Thursday, October 1, 2009

The Power of the Sun...

In today's lecture we were discussing today's newspapers and in particular The Sun's decision to attack the Labour government. I was aware of The Sun's power in the race to Number Ten, however I do find it strange that it is a tabloid that holds this power.

As our we discussed in the lecture, The Sun doesn't necessarily support the Conservatives instead of Labour but it does attack Labour and the performance of the Labour government over the last twelve years. So through negativity towards Labour it sways viewers towards the Conservatives.

The reason The Sun holds has this influence on the political battle in the UK is because many of the newspaper's readers aren't particularly interested in politics and therefore perhaps don't have a particular allegiance to one political party and therefore come general election day will vote the way of The Sun.

But what surprises me most is that it's the tabloid that holds the power, not the broadsheets like The Times or The Guardian, that's what interests me. I realise that most broadsheet readers read that particular paper due to their political allegiance and therefore are unlikely to be swayed by the newspaper but for a tabloid, mostly renowned for it's page three nudity, to become a key player in who becomes the Prime Minister of Great Britain is an interesting fact nonetheless.
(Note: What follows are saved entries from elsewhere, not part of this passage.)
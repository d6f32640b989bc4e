// Tests for the bracketty binary in non-interactive modes

use assert_cmd::Command;
use predicates::prelude::*;

fn bracketty() -> Command {
    Command::cargo_bin("bracketty").expect("binary should build")
}

#[test]
fn test_plain_balanced_exits_zero() {
    bracketty()
        .args(["--mode", "plain", "{()}[]"])
        .assert()
        .success()
        .stdout(predicate::str::contains("Result: balanced"))
        .stdout(predicate::str::contains("Push '{' to stack"));
}

#[test]
fn test_plain_unbalanced_exits_one() {
    bracketty()
        .args(["--mode", "plain", ")"])
        .assert()
        .code(1)
        .stdout(predicate::str::contains("without matching opening bracket"))
        .stdout(predicate::str::contains("Result: not balanced"));
}

#[test]
fn test_json_output() {
    bracketty()
        .args(["--mode", "json", "(]"])
        .assert()
        .code(1)
        .stdout(predicate::str::contains("\"is_valid\": false"))
        .stdout(predicate::str::contains("Mismatched brackets"));
}

#[test]
fn test_default_input_is_balanced() {
    bracketty()
        .args(["--mode", "plain"])
        .assert()
        .success()
        .stdout(predicate::str::contains("Result: balanced (6 steps"));
}

#[test]
fn test_file_input_with_trailing_newline() {
    let path = std::env::temp_dir().join(format!("bracketty-cli-{}.txt", std::process::id()));
    std::fs::write(&path, "{[]}\n").expect("temp file should be writable");

    bracketty()
        .arg("--mode")
        .arg("plain")
        .arg("--file")
        .arg(&path)
        .assert()
        .success()
        .stdout(predicate::str::contains("Result: balanced (4 steps"));

    let _ = std::fs::remove_file(path);
}

#[test]
fn test_zero_interval_is_rejected() {
    bracketty()
        .args(["--mode", "plain", "--interval-ms", "0", "()"])
        .assert()
        .code(2)
        .stderr(predicate::str::contains("interval"));
}
//! Terminal user interface built on [ratatui](https://github.com/ratatui-org/ratatui).
//!
//! - **[`app`]**: application state, keyboard event loop, input editing and
//!   timed playback
//! - **[`panes`]**: stateless render functions for each visible pane
//! - **[`theme`]**: centralized color palette used by all panes
//!
//! Construct an [`App`] from a [`Config`] and call [`App::run`] to start the
//! event loop.
//!
//! [`Config`]: crate::config::Config
//! [`App::run`]: app::App::run

pub mod app;
pub mod panes;
pub mod theme;

pub use app::App;
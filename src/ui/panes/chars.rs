//! Input string pane: one boxed cell per character with the current step highlighted

use super::{pane_block, visible_char, CELL_WIDTH};
use crate::trace::StepStatus;
use crate::ui::theme::DEFAULT_THEME;
use ratatui::{
    layout::Rect,
    style::{Color, Modifier, Style},
    text::{Line, Span},
    widgets::Paragraph,
    Frame,
};

/// Render the checked input as a row of cells
///
/// `current` is the char index and status of the step being shown. The
/// trailing unclosed-bracket step points one past the last character, so
/// nothing is highlighted for it. Inputs wider than the pane scroll so the
/// current character stays in view.
pub fn render_chars_pane(
    frame: &mut Frame,
    area: Rect,
    input: &str,
    current: Option<(usize, StepStatus)>,
) {
    let block = pane_block(" Input String ", false);

    if input.is_empty() {
        let paragraph = Paragraph::new("(nothing checked)")
            .block(block)
            .style(Style::default().fg(DEFAULT_THEME.comment));
        frame.render_widget(paragraph, area);
        return;
    }

    let len = input.chars().count();
    let visible_cells = (area.width.saturating_sub(2) as usize / CELL_WIDTH).max(1);
    let start = match current {
        Some((index, _)) => index.min(len - 1).saturating_sub(visible_cells - 1),
        None => 0,
    };

    let mut spans = Vec::new();
    for (idx, c) in input.chars().enumerate().skip(start).take(visible_cells) {
        let style = match current {
            Some((index, status)) if index == idx => Style::default()
                .bg(if status.is_error() {
                    DEFAULT_THEME.error
                } else {
                    DEFAULT_THEME.success
                })
                .fg(Color::Black)
                .add_modifier(Modifier::BOLD),
            _ if matches!(c, '(' | ')' | '{' | '}' | '[' | ']') => {
                Style::default().fg(DEFAULT_THEME.bracket)
            }
            _ => Style::default().fg(DEFAULT_THEME.comment),
        };
        spans.push(Span::styled(format!(" {} ", visible_char(c)), style));
        spans.push(Span::raw(" "));
    }

    let paragraph = Paragraph::new(Line::from(spans)).block(block);
    frame.render_widget(paragraph, area);
}

#[cfg(test)]
mod tests {
    use super::*;
    use ratatui::{backend::TestBackend, Terminal};

    /// Cells on the text row of a pane drawn at the top of an 80x3 screen
    fn render_row(input: &str, current: Option<(usize, StepStatus)>) -> Vec<(String, Color)> {
        let mut terminal = Terminal::new(TestBackend::new(80, 3)).unwrap();
        terminal
            .draw(|f| render_chars_pane(f, f.area(), input, current))
            .unwrap();
        let buffer = terminal.backend().buffer();
        buffer.content()[80..160]
            .iter()
            .map(|cell| (cell.symbol().to_string(), cell.bg))
            .collect()
    }

    #[test]
    fn test_current_char_visible_on_long_input() {
        let input = format!("{}{}", "(".repeat(15), ")".repeat(15));
        let row = render_row(&input, Some((29, StepStatus::Valid)));
        let highlighted = row
            .iter()
            .filter(|(_, bg)| *bg == DEFAULT_THEME.success)
            .count();
        assert_eq!(highlighted, CELL_WIDTH - 1);
    }

    #[test]
    fn test_short_input_starts_at_first_char() {
        let row = render_row("[x]", Some((0, StepStatus::Valid)));
        assert_eq!(row[2].0, "[");
        assert_eq!(row[2].1, DEFAULT_THEME.success);
    }

    #[test]
    fn test_trailing_step_shows_input_end() {
        let input = "(".repeat(40);
        let row = render_row(&input, Some((40, StepStatus::Error)));
        assert!(row.iter().all(|(_, bg)| *bg != DEFAULT_THEME.error));
        assert!(row.iter().any(|(symbol, _)| symbol == "("));
    }
}
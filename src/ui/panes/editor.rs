//! Editable input line

use super::pane_block;
use crate::ui::theme::DEFAULT_THEME;
use ratatui::{
    layout::Rect,
    style::Style,
    widgets::Paragraph,
    Frame,
};

/// Render the input line; in editing mode the terminal cursor sits at `cursor`
pub fn render_editor_pane(
    frame: &mut Frame,
    area: Rect,
    input: &str,
    cursor: usize,
    is_editing: bool,
) {
    let title = if is_editing {
        " Input (Enter: check, Esc: done) "
    } else {
        " Input (e: edit, c: check) "
    };
    let block = pane_block(title, is_editing);

    let paragraph = if input.is_empty() && !is_editing {
        Paragraph::new("Enter brackets (e.g., {()}[])")
            .style(Style::default().fg(DEFAULT_THEME.comment))
    } else {
        Paragraph::new(input).style(Style::default().fg(DEFAULT_THEME.fg))
    };

    // Keep the cursor visible on narrow terminals
    let inner_width = area.width.saturating_sub(2) as usize;
    let scroll = cursor.saturating_sub(inner_width.saturating_sub(1));
    let offset = u16::try_from(scroll).unwrap_or(u16::MAX);
    frame.render_widget(paragraph.block(block).scroll((0, offset)), area);

    if is_editing {
        let column = u16::try_from(cursor - scroll).unwrap_or(u16::MAX);
        let x = area.x.saturating_add(1).saturating_add(column);
        frame.set_cursor_position((x, area.y + 1));
    }
}
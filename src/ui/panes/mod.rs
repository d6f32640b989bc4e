//! TUI pane rendering modules
//!
//! Each pane exports a single `render_*_pane()` function that draws from
//! borrowed state and keeps no state of its own.
//!
//! - [`editor`]: the editable input line
//! - [`chars`]: the checked input as cells, current character highlighted
//! - [`stack`]: the stack snapshot of the current step
//! - [`message`]: the current step's message, colored by status
//! - [`log`]: every revealed step
//! - [`status`]: status bar with keybindings and playback state

pub mod chars;
pub mod editor;
pub mod log;
pub mod message;
pub mod stack;
pub mod status;

pub use chars::render_chars_pane;
pub use editor::render_editor_pane;
pub use log::render_log_pane;
pub use message::render_message_pane;
pub use stack::render_stack_pane;
pub use status::{render_status_bar, PlaybackBadge};

use crate::ui::theme::DEFAULT_THEME;
use ratatui::{
    style::{Modifier, Style},
    widgets::{Block, Borders},
};

/// Columns taken by one boxed character and its separator
const CELL_WIDTH: usize = 4;

/// Bordered block with the shared focus styling
fn pane_block(title: &str, is_focused: bool) -> Block<'_> {
    let border_style = if is_focused {
        Style::default()
            .fg(DEFAULT_THEME.border_focused)
            .add_modifier(Modifier::BOLD)
    } else {
        Style::default().fg(DEFAULT_THEME.border_normal)
    };

    Block::default()
        .title(title)
        .borders(Borders::ALL)
        .border_style(border_style)
}

/// Spaces are invisible inside a cell
fn visible_char(c: char) -> char {
    if c == ' ' {
        '·'
    } else {
        c
    }
}
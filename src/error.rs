//! Application-level errors
//!
//! Bracket problems are never errors: they are reported inside the
//! [`Trace`](crate::trace::Trace). [`AppError`] only covers the binary's own
//! failures (I/O, terminal setup, serialization and bad configuration).

use std::io;
use std::path::PathBuf;
use thiserror::Error;

#[derive(Debug, Error)]
pub enum AppError {
    #[error("I/O error: {0}")]
    Io(#[from] io::Error),

    #[error("failed to serialize trace: {0}")]
    Json(#[from] serde_json::Error),

    #[error("failed to read '{path}': {source}")]
    ReadInput {
        path: PathBuf,
        #[source]
        source: io::Error,
    },

    #[error("playback interval must be at least 1 ms")]
    InvalidInterval,
}
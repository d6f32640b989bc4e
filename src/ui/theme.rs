use ratatui::style::Color;

pub struct Theme {
    pub fg: Color,
    pub primary: Color,   // Blue
    pub secondary: Color, // Orange
    pub comment: Color,   // Grey
    pub success: Color,   // Green
    pub error: Color,     // Red
    pub bracket: Color,
    pub stack_cell: Color,
    pub border_focused: Color,
    pub border_normal: Color,
    pub current_line_bg: Color,
}

pub const DEFAULT_THEME: Theme = Theme {
    fg: Color::Rgb(205, 214, 244),
    primary: Color::Rgb(137, 180, 250),   // Blue
    secondary: Color::Rgb(250, 179, 135), // Orange
    comment: Color::Rgb(108, 112, 134),
    success: Color::Rgb(166, 227, 161),
    error: Color::Rgb(243, 139, 168),
    bracket: Color::Rgb(137, 180, 250),        // Blue for bracket characters
    stack_cell: Color::Rgb(148, 226, 213),     // Teal for stack entries
    border_focused: Color::Rgb(249, 226, 175), // Yellow border for focus
    border_normal: Color::Rgb(108, 112, 134),  // Grey border for normal
    current_line_bg: Color::Rgb(50, 50, 70),   // Slightly lighter BG for the status bar
};
//! # Introduction
//!
//! BrackeTTY evaluates a string of brackets with the classic stack-based
//! matching algorithm and records every decision as a [`trace::Step`]. The
//! trace is then replayed step by step in a terminal UI built with
//! [ratatui](https://docs.rs/ratatui), or printed as text or JSON.
//!
//! ## Pipeline
//!
//! ```text
//! Input → evaluate → Trace → Replay → TUI
//!                        └──→ Report (plain / JSON)
//! ```
//!
//! 1. [`trace`]: the pure trace generator, [`evaluate`].
//! 2. [`replay`]: explicit playback state (trace plus cursor).
//! 3. [`report`]: non-interactive output.
//! 4. [`config`]: command-line parsing.
//! 5. [`ui`]: ratatui-based TUI; not part of the stable library API.
//!
//! ```
//! let trace = bracketty::evaluate("{()}[]");
//! assert!(trace.is_valid);
//! assert_eq!(trace.steps.len(), 6);
//! ```

pub mod config;
pub mod error;
pub mod replay;
pub mod report;
pub mod trace;
pub mod ui;

pub use trace::{evaluate, Step, StepKind, StepStatus, Trace};
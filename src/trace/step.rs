//! Step records produced by the trace generator

use serde::{Serialize, Serializer};
use std::fmt;

/// Outcome recorded for a step
///
/// Characters that are not brackets leave the status [`StepStatus::Unset`],
/// which is neither a success nor a failure.
#[derive(Debug, Clone, Copy, PartialEq, Eq, Default, Serialize)]
pub enum StepStatus {
    #[default]
    #[serde(rename = "")]
    Unset,
    #[serde(rename = "valid")]
    Valid,
    #[serde(rename = "error")]
    Error,
}

impl StepStatus {
    pub fn as_str(self) -> &'static str {
        match self {
            StepStatus::Unset => "",
            StepStatus::Valid => "valid",
            StepStatus::Error => "error",
        }
    }

    pub fn is_error(self) -> bool {
        self == StepStatus::Error
    }
}

impl fmt::Display for StepStatus {
    fn fmt(&self, f: &mut fmt::Formatter<'_>) -> fmt::Result {
        f.write_str(self.as_str())
    }
}

/// The decision a step reports
#[derive(Debug, Clone, Copy, PartialEq, Eq, Serialize)]
#[serde(tag = "type", rename_all = "snake_case")]
pub enum StepKind {
    /// An opening bracket was pushed
    Push,
    /// A closing bracket matched and popped `opener`
    Pop { opener: char },
    /// Not a bracket; the stack is untouched
    Skip,
    /// A closing bracket arrived with nothing open
    UnmatchedCloser,
    /// A closing bracket did not close `opener`, which was popped
    Mismatch { opener: char },
    /// Input ended with brackets still open
    Unclosed,
}

/// One recorded decision point in the trace
#[derive(Debug, Clone, PartialEq, Eq, Serialize)]
pub struct Step {
    /// Char position in the input, or the input length for the trailing step
    pub index: usize,

    /// The scanned character; `None` for the trailing unclosed-bracket step
    #[serde(rename = "char", serialize_with = "serialize_char")]
    pub ch: Option<char>,

    /// Open brackets, oldest first, at the moment of the decision
    #[serde(rename = "stack")]
    pub stack_snapshot: Vec<char>,

    pub status: StepStatus,
    pub message: String,
    pub kind: StepKind,
}

fn serialize_char<S: Serializer>(ch: &Option<char>, serializer: S) -> Result<S::Ok, S::Error> {
    match ch {
        Some(c) => serializer.serialize_char(*c),
        None => serializer.serialize_str(""),
    }
}

impl Step {
    pub(crate) fn push(index: usize, c: char, stack: &[char]) -> Self {
        Step {
            index,
            ch: Some(c),
            stack_snapshot: stack.to_vec(),
            status: StepStatus::Valid,
            message: format!("Push '{}' to stack", c),
            kind: StepKind::Push,
        }
    }

    pub(crate) fn pop(index: usize, c: char, opener: char, stack: &[char]) -> Self {
        Step {
            index,
            ch: Some(c),
            stack_snapshot: stack.to_vec(),
            status: StepStatus::Valid,
            message: format!("Pop '{}' from stack - matched with '{}'", opener, c),
            kind: StepKind::Pop { opener },
        }
    }

    pub(crate) fn skip(index: usize, c: char, stack: &[char]) -> Self {
        Step {
            index,
            ch: Some(c),
            stack_snapshot: stack.to_vec(),
            status: StepStatus::Unset,
            message: String::new(),
            kind: StepKind::Skip,
        }
    }

    pub(crate) fn unmatched_closer(index: usize, c: char) -> Self {
        Step {
            index,
            ch: Some(c),
            stack_snapshot: Vec::new(),
            status: StepStatus::Error,
            message: format!(
                "Found closing bracket '{}' without matching opening bracket",
                c
            ),
            kind: StepKind::UnmatchedCloser,
        }
    }

    pub(crate) fn mismatch(index: usize, c: char, opener: char, stack: &[char]) -> Self {
        Step {
            index,
            ch: Some(c),
            stack_snapshot: stack.to_vec(),
            status: StepStatus::Error,
            message: format!(
                "Mismatched brackets. Found '{}' but expected closing bracket for '{}'",
                c, opener
            ),
            kind: StepKind::Mismatch { opener },
        }
    }

    pub(crate) fn unclosed(index: usize, stack: &[char]) -> Self {
        Step {
            index,
            ch: None,
            stack_snapshot: stack.to_vec(),
            status: StepStatus::Error,
            message: format!(
                "Unclosed brackets remaining: {}",
                stack.iter().collect::<String>()
            ),
            kind: StepKind::Unclosed,
        }
    }

    /// The open-bracket stack just before this step acted
    pub fn stack_before(&self) -> Vec<char> {
        let mut stack = self.stack_snapshot.clone();
        match self.kind {
            StepKind::Pop { opener } | StepKind::Mismatch { opener } => stack.push(opener),
            StepKind::Push | StepKind::Skip | StepKind::UnmatchedCloser | StepKind::Unclosed => {}
        }
        stack
    }

    /// The open-bracket stack once this step has acted
    pub fn stack_after(&self) -> Vec<char> {
        let mut stack = self.stack_snapshot.clone();
        if let (StepKind::Push, Some(c)) = (self.kind, self.ch) {
            stack.push(c);
        }
        stack
    }
}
Yesterday's article in The Sun:


  1. Broadsheet readers are more settled in their political views (they are older). Tabloids reach people who don't follow politics much and - especially - do not watch politics on TV (eg Newsnight). Also the Sun in particular has concentrations of readers in swing seats, such as Basildon and Swindon. For these sorts of reasons the politicians fear them. A cabinet minster tolsd me that David Blunket when he was home secretary would start every discussion of home office policy by talking about how it would play in the Sun and the Daily Mail.

    The power also comes from the ultra regulation of TV and radio news - which is strictly balanced (and therefore rather dull). Tabs can be biased (and therefore more entertaining).

    For politicians the tabs reach the places that other media can't But is political TV advertising was to be legalised in the UK (as in the states) then they will lose that power. In the state the politicians fear the SLOTS -(advertising slots running negative material about them) in the same way UK politicians fear the tabloids.

    The most famous SLOT was the willie horton campaign by Bush the First to destroy democrat rivals using pure and undiluted racism of a sort that not even the Sun would use...


    who would vote for a man whose main policy is giving 'weekend passes' to murderers (who happen to be black - and only black) so they can go out rape people and return snugly to prison during the week?